The findings underscore a powerful potential role for consumer-grade wearable technology in personalizing and optimizing diabetes management plans. While traditional exercise tracking relies on self-reported patient metrics – which are notoriously prone to recall bias – the objective verification provided by continuous accelerometer tracking allows clinicians to confidently map real-world behavior to microvascular risks.
Given that this was a retrospective dataset analysis, the timeline of physical activity changes relative to the exact onset and exact severity stage of diabetic retinopathy cannot be definitively untangled.

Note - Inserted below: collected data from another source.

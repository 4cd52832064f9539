//! # Interactive Play Loop
//!
//! Reads one command per line, applies it to a [`ProgressionController`]
//! and re-renders the screen.
//!
//! ## Commands
//!
//! | Input        | Effect                                   |
//! |--------------|------------------------------------------|
//! | `start`      | enter the first stage                    |
//! | `<n> <x>`    | choose option `x` for question `n`       |
//! | `check`      | check the answers of the current stage   |
//! | `next`       | go to the next stage (or finish)         |
//! | `reset`      | back to the start screen                 |
//! | `view`       | redraw the current screen                |
//! | `help`       | list the commands                        |
//! | `quit`       | leave                                    |
//!
//! Refused commands never end the loop; they are reported and the loop
//! waits for the next line.

use crate::error::AppError;
use crate::render::{option_index, option_label, render_json, render_notice, render_text};
use stagegate_core::{
    Advanced, CheckOutcome, Operation, Phase, ProgressionController, QuizError, Selection,
    StageCatalog,
};
use std::io::{BufRead, Write};
use std::str::FromStr;
use thiserror::Error;

const HELP: &str = "commands: start | <question> <letter> (e.g. `2 b`) | check | next | reset | view | help | quit";

// =============================================================================
// COMMANDS
// =============================================================================

/// One line of learner input.
#[derive(Debug, Clone, Copy, PartialEq, Eq)]
pub enum Command {
    Start,
    /// Question number (1-based) and option index (0-based).
    Select { question: usize, option: usize },
    Check,
    Next,
    Reset,
    View,
    Help,
    Quit,
}

/// Input that is not a command.
#[derive(Debug, Clone, PartialEq, Eq, Error)]
pub enum CommandError {
    #[error("empty input")]
    Empty,

    #[error("unknown command {0:?} (type `help`)")]
    Unknown(String),

    #[error("question number must be 1 or higher, got {0:?}")]
    BadQuestion(String),

    #[error("option must be a single letter, got {0:?}")]
    BadOption(String),

    #[error("missing option letter after question {0}")]
    MissingOption(usize),

    #[error("there is no question {number} on this stage (it has {count})")]
    NoSuchQuestion { number: usize, count: usize },
}

/// Why a well-formed command was not applied.
#[derive(Debug, Clone, PartialEq, Eq, Error)]
pub enum Refusal {
    #[error(transparent)]
    Command(#[from] CommandError),

    #[error(transparent)]
    Quiz(#[from] QuizError),
}

impl FromStr for Command {
    type Err = CommandError;

    fn from_str(line: &str) -> Result<Self, Self::Err> {
        let mut words = line.split_whitespace();
        let Some(head) = words.next() else {
            return Err(CommandError::Empty);
        };

        let command = match head.to_ascii_lowercase().as_str() {
            "start" | "begin" => Command::Start,
            "check" => Command::Check,
            "next" | "continue" => Command::Next,
            "reset" | "restart" => Command::Reset,
            "view" | "show" => Command::View,
            "help" | "?" => Command::Help,
            "quit" | "exit" | "q" => Command::Quit,
            word if word.starts_with(|c: char| c.is_ascii_digit()) => {
                return parse_selection(word, words.next());
            }
            _ => return Err(CommandError::Unknown(head.to_string())),
        };
        Ok(command)
    }
}

fn parse_selection(number: &str, letter: Option<&str>) -> Result<Command, CommandError> {
    let question = number
        .parse::<usize>()
        .ok()
        .filter(|n| *n >= 1)
        .ok_or_else(|| CommandError::BadQuestion(number.to_string()))?;

    let letter = letter.ok_or(CommandError::MissingOption(question))?;
    let mut chars = letter.chars();
    let option = match (chars.next(), chars.next()) {
        (Some(c), None) => option_index(c),
        _ => None,
    }
    .ok_or_else(|| CommandError::BadOption(letter.to_string()))?;

    Ok(Command::Select { question, option })
}

// =============================================================================
// LOOP
// =============================================================================

/// Play `catalog` until `quit` or end of input. Returns the final phase.
///
/// In JSON mode every screen is one JSON object per line and refusals are
/// `{"notice": ...}` lines.
pub fn run<R, W>(
    catalog: &StageCatalog,
    input: R,
    out: &mut W,
    json_mode: bool,
) -> Result<Phase, AppError>
where
    R: BufRead,
    W: Write,
{
    let mut controller = ProgressionController::new(catalog);
    let render = |controller: &ProgressionController<'_>, out: &mut W| {
        let view = controller.current_view();
        if json_mode {
            render_json(&view, out)
        } else {
            render_text(&view, out)
        }
    };

    render(&controller, out)?;

    for line in input.lines() {
        let line = line?;
        let command = match line.parse::<Command>() {
            Ok(command) => command,
            Err(CommandError::Empty) => continue,
            Err(e) => {
                tracing::debug!(input = %line, error = %e, "unparsed input");
                render_notice(&e.to_string(), json_mode, out)?;
                continue;
            }
        };

        match command {
            Command::Quit => break,
            Command::Help => {
                render_notice(HELP, json_mode, out)?;
                continue;
            }
            Command::View => {}
            other => {
                if let Err(e) = apply(&mut controller, other) {
                    tracing::warn!(command = ?other, error = %e, "command refused");
                    render_notice(&e.to_string(), json_mode, out)?;
                    continue;
                }
            }
        }

        render(&controller, out)?;
    }

    let phase = controller.session().phase();
    tracing::debug!(%phase, "play loop ended");
    Ok(phase)
}

/// Apply one state-changing command.
fn apply(controller: &mut ProgressionController<'_>, command: Command) -> Result<(), Refusal> {
    match command {
        Command::Start => {
            controller.begin();
            tracing::debug!(stage = 1, "session started");
        }
        Command::Select { question, option } => select(controller, question, option)?,
        Command::Check => match controller.check_answers()? {
            CheckOutcome::Incomplete { missing } => {
                tracing::debug!(missing, "check refused, stage incomplete");
            }
            CheckOutcome::Incorrect { wrong } => {
                tracing::debug!(wrong, "feedback revealed with wrong answers");
            }
            CheckOutcome::Passed => tracing::info!("stage passed"),
        },
        Command::Next => match controller.advance()? {
            Advanced::NextStage(index) => {
                tracing::info!(stage = index.saturating_add(1), "stage unlocked");
            }
            Advanced::Finished => tracing::info!("all stages complete"),
        },
        Command::Reset => {
            controller.reset();
            tracing::debug!("session reset");
        }
        Command::View | Command::Help | Command::Quit => {}
    }
    Ok(())
}

/// Map a question number and option index onto the current stage.
fn select(
    controller: &mut ProgressionController<'_>,
    number: usize,
    option: usize,
) -> Result<(), Refusal> {
    let stage = controller
        .current_stage()
        .ok_or(QuizError::IllegalTransition {
            operation: Operation::SelectAnswer,
            reason: "no stage is in progress",
        })?;

    let Some(question) = number.checked_sub(1).and_then(|i| stage.questions.get(i)) else {
        return Err(CommandError::NoSuchQuestion {
            number,
            count: stage.questions.len(),
        }
        .into());
    };
    let Some(choice) = question.options.get(option) else {
        return Err(QuizError::InvalidOption {
            question: question.id,
            option: option_label(option).to_string(),
        }
        .into());
    };

    match controller.select_answer(question.id, choice)? {
        Selection::Recorded => {
            tracing::debug!(question = %question.id, answer = %choice, "answer recorded");
        }
        Selection::Reopened => {
            tracing::debug!(question = %question.id, answer = %choice, "feedback hidden for retry");
        }
        Selection::Locked => {
            tracing::debug!(question = %question.id, "stage complete, selection ignored");
        }
    }
    Ok(())
}

// =============================================================================
// TESTS
// =============================================================================

#[cfg(test)]
mod tests {
    use super::*;
    use stagegate_core::{CatalogInfo, Content, Question, QuestionId, Stage, StageId};

    fn catalog() -> StageCatalog {
        let stage = |id: u32, question: u32| {
            Stage::new(
                StageId(id),
                format!("Stage {id}"),
                Content::new(""),
                vec![Question::new(
                    QuestionId(question),
                    "Pick right",
                    vec!["wrong".into(), "right".into()],
                    "right",
                )],
            )
        };
        StageCatalog::new(CatalogInfo::default(), vec![stage(1, 1), stage(2, 2)]).expect("valid")
    }

    fn play(script: &str, json_mode: bool) -> (Phase, String) {
        let catalog = catalog();
        let mut out = Vec::new();
        let phase = run(&catalog, script.as_bytes(), &mut out, json_mode).expect("run");
        (phase, String::from_utf8(out).expect("utf8"))
    }

    #[test]
    fn parses_keywords() {
        assert_eq!("start".parse::<Command>(), Ok(Command::Start));
        assert_eq!(" CHECK ".parse::<Command>(), Ok(Command::Check));
        assert_eq!("next".parse::<Command>(), Ok(Command::Next));
        assert_eq!("quit".parse::<Command>(), Ok(Command::Quit));
        assert_eq!("".parse::<Command>(), Err(CommandError::Empty));
        assert!(matches!(
            "dance".parse::<Command>(),
            Err(CommandError::Unknown(_))
        ));
    }

    #[test]
    fn parses_selections() {
        assert_eq!(
            "2 b".parse::<Command>(),
            Ok(Command::Select {
                question: 2,
                option: 1
            })
        );
        assert_eq!("0 a".parse::<Command>(), Err(CommandError::BadQuestion("0".into())));
        assert_eq!("3".parse::<Command>(), Err(CommandError::MissingOption(3)));
        assert_eq!("1 ab".parse::<Command>(), Err(CommandError::BadOption("ab".into())));
    }

    #[test]
    fn full_run_reaches_finished() {
        let (phase, text) = play("start\n1 b\ncheck\nnext\n1 b\ncheck\nnext\n", false);
        assert_eq!(phase, Phase::Finished);
        assert!(text.contains("All 2 stages unlocked."));
    }

    #[test]
    fn refused_commands_keep_the_loop_alive() {
        let (phase, text) = play("next\nstart\nnext\n7 a\n1 z\nquit\n1 b\n", false);
        assert_eq!(phase, Phase::InProgress);
        assert!(text.contains("cannot advance while no stage is in progress"));
        assert!(text.contains("cannot advance while the current stage is not complete"));
        assert!(text.contains("there is no question 7 on this stage (it has 1)"));
        assert!(text.contains("option \"z\""));
    }

    #[test]
    fn out_of_range_question_is_a_command_refusal() {
        let catalog = catalog();
        let mut controller = ProgressionController::new(&catalog);
        controller.begin();

        let refusal = apply(
            &mut controller,
            Command::Select {
                question: 2,
                option: 0,
            },
        );
        assert_eq!(
            refusal,
            Err(Refusal::Command(CommandError::NoSuchQuestion {
                number: 2,
                count: 1
            }))
        );
        assert!(controller.session().answers().is_empty());

        let refusal = apply(
            &mut controller,
            Command::Select {
                question: 1,
                option: 5,
            },
        );
        assert!(matches!(
            refusal,
            Err(Refusal::Quiz(QuizError::InvalidOption { .. }))
        ));
    }

    #[test]
    fn json_mode_emits_one_object_per_line() {
        let (_, text) = play("start\nbogus\n", true);
        let lines: Vec<serde_json::Value> = text
            .lines()
            .map(|l| serde_json::from_str(l).expect("json line"))
            .collect();
        assert_eq!(lines.len(), 3);
        assert_eq!(lines[0]["screen"], "start");
        assert_eq!(lines[1]["screen"], "stage");
        assert!(lines[2]["notice"].is_string());
    }
}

Additionally, the cohort analyzed was heavily skewed toward non-Hispanic White individuals (80%) who possessed the means and digital literacy to operate wearable trackers, which limits immediate generalizability across broader, more diverse patient populations. “Further investigation through large, prospective studies is imperative to substantiate the therapeutic potential” of prescribing step-count or activity-minute targets via wearable tech to actively halt the development or progression of diabetic retinopathy.